▶ _EXERCISE PROMPT_
Tell me how many lines in the entries below contain the word "timestamps"; reply with the number and nothing else.

▶ _DATA TO PROCESS_
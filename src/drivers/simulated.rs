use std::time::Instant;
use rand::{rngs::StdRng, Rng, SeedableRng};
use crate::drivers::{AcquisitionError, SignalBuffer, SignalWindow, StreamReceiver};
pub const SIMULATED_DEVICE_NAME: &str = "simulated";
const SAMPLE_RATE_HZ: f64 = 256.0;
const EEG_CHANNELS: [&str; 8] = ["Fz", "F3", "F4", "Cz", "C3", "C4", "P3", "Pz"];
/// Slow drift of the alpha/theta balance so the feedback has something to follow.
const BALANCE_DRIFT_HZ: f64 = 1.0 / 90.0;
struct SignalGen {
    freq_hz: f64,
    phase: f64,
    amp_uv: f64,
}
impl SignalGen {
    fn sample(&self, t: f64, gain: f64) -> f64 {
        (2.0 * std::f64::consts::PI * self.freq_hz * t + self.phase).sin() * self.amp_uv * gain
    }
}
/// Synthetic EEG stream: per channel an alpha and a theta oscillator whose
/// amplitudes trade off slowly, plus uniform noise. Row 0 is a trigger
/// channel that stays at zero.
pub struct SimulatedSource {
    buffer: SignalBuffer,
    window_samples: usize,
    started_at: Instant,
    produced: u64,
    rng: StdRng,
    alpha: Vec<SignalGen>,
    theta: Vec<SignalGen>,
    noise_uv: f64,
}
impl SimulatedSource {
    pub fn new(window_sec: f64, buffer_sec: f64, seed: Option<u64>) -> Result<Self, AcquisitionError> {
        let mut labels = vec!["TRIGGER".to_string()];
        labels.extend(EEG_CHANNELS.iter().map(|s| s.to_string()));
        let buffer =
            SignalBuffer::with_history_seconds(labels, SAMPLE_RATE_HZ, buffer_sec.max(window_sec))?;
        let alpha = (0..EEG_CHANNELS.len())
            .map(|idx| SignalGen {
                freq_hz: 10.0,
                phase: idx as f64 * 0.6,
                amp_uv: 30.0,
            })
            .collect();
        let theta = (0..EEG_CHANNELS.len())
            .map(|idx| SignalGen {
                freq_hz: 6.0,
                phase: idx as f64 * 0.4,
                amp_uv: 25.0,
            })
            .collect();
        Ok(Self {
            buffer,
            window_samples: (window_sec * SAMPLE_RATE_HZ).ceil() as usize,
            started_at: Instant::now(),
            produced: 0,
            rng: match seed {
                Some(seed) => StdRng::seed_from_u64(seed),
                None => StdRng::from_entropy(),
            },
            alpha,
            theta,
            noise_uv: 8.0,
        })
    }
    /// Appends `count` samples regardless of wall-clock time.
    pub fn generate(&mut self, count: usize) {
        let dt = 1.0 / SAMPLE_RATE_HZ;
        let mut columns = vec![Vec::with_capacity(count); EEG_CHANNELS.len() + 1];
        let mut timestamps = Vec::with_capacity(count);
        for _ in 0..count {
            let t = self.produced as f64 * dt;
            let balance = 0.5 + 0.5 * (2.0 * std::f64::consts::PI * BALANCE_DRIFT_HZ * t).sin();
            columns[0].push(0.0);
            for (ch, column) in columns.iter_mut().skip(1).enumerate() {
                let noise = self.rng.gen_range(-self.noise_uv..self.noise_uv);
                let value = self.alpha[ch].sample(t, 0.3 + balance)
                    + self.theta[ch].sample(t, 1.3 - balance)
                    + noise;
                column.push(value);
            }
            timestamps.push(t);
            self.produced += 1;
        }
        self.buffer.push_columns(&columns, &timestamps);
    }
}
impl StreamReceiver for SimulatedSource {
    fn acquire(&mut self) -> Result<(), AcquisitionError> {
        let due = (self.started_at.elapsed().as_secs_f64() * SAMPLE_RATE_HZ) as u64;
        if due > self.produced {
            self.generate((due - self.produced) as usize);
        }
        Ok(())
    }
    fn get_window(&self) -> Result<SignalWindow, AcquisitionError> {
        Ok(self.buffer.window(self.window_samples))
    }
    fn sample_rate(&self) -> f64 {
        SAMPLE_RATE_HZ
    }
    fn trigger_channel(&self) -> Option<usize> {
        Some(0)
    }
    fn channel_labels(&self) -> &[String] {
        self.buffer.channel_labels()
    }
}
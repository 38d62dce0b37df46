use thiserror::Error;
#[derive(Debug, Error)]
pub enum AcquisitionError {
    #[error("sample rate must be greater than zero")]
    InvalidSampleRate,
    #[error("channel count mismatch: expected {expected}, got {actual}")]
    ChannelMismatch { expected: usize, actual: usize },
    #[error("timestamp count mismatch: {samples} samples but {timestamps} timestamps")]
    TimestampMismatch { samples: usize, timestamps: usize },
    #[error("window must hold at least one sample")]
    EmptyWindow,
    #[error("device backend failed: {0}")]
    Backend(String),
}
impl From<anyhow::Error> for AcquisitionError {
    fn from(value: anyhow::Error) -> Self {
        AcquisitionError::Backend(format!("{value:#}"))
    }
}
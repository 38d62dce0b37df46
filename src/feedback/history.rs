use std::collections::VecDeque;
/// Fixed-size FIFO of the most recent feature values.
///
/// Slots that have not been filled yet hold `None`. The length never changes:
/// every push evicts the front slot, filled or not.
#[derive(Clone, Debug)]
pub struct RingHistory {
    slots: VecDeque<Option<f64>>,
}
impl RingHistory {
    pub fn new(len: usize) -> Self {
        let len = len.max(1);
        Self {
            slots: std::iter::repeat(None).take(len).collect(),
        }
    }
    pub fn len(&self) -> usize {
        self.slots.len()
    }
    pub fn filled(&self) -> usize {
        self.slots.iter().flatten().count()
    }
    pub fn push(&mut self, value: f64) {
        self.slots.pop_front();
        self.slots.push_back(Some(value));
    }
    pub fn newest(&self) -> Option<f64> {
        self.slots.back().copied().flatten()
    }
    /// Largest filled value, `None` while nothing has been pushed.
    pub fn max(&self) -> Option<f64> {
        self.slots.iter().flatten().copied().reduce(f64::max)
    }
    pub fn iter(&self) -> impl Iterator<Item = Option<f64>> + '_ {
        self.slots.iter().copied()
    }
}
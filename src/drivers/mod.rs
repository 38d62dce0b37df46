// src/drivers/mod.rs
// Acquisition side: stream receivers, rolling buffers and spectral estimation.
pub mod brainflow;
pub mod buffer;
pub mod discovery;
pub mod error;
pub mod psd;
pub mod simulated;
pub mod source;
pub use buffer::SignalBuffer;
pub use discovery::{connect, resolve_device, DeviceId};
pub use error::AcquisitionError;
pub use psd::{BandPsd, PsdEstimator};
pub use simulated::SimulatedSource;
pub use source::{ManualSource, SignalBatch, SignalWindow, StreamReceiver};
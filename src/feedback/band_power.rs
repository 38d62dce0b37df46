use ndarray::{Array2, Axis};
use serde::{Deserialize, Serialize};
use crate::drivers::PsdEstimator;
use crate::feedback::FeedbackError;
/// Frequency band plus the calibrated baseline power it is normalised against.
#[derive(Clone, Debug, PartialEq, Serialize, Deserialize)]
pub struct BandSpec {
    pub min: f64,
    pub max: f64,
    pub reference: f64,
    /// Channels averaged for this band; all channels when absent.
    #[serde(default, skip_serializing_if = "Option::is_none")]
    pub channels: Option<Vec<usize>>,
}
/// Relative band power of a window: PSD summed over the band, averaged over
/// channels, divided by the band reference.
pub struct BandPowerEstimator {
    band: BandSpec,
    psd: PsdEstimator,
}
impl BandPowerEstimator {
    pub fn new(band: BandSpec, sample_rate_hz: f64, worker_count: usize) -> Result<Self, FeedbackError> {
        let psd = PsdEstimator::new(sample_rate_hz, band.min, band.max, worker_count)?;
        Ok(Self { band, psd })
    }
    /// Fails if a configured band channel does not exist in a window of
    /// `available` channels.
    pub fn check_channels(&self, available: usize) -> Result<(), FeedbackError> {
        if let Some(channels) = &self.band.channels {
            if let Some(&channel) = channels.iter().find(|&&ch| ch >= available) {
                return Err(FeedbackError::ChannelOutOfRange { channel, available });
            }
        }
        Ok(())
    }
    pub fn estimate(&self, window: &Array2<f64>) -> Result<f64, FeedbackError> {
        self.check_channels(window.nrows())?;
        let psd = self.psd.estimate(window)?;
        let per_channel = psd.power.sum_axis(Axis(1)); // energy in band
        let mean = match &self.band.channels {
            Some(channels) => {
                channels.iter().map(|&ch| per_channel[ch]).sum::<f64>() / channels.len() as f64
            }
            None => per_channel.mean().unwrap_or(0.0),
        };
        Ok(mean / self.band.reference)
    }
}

▶ _RESULT FOR THIS EXERCISE_
5